A negative estimate of the direct and maternal genetic covariance has mostly been observed in field data while it has by and large been absent in experimental data sets (Meyer, 1997), which has indicated that this could have been attributed to factors like more uniform management and lack of preferential treatment. Alternatively, it may also reflect better identification of contemporary or management groups. Early growth traits in sheep are mostly characterized by negative r_am estimates (Table 3 and 4). These estimates may be considerable and could be affected by small data sets (El Fadili et al., 2000; Al-Shorepy, 2001), the models fitted or poor pedigree structure for estimation of both the direct and maternal heritabilities and the genetic correlations between animal effects (Lee et al., 2000).

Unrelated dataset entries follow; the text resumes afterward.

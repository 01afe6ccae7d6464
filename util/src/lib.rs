//! Utility library for the Atom autonomous software

// ---------------------------------------------------------------------------
// MODULES
// ---------------------------------------------------------------------------

pub mod host;
pub mod logger;
pub mod params;
pub mod session;
pub mod time;

// ---------------------------------------------------------------------------
// MACROS
// ---------------------------------------------------------------------------

/// Fire an unrecoverable error which will panic.
///
/// # Notes
/// - It is prefered to return a `Result<_, Error>` instead of raising an
///   error as this allows the application to potentially handle it.
#[macro_export]
macro_rules! raise_error {
    () => ({
        log::error!("Explicit error raised.");
        std::panic!("Unrecoverable error");
    });
    ($fmt:expr) => ({
        log::error!("{}", $fmt);
        std::panic!("Unrecoverable error");
    });
    ($fmt:expr, $($arg:tt)*) => ({
        log::error!("{}", std::format_args!($fmt, $($arg)+));
        std::panic!("Unrecoverable error");
    });
}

The antagonism between the effects of an individual`s genes for growth and those of its dam for a maternal contribution may also be due to natural selection for an intermediate optimum (Tosh and Kemp, 1994). Heritability estimates of early growth traits from the different models ranged from moderate to moderately high. It seems that, ignoring maternal effects, both maternal genetic and environmental effects lead to an overestimation of the h² estimates. Likewise, exclusion of maternal permanent environmental effects of the dam resulted in overestimation of m² estimates, particularly for BWT. Thus, they need to be considered when carrying out genetic evaluations of early growth traits, in addition to the direct genetic effects. The absence of a genetic antagonism for WWT obtained between the direct and the maternal genetic effects, suggests that genetic improvement could be obtained in both direct and maternal performances if selection is based on individual weaning weight performance.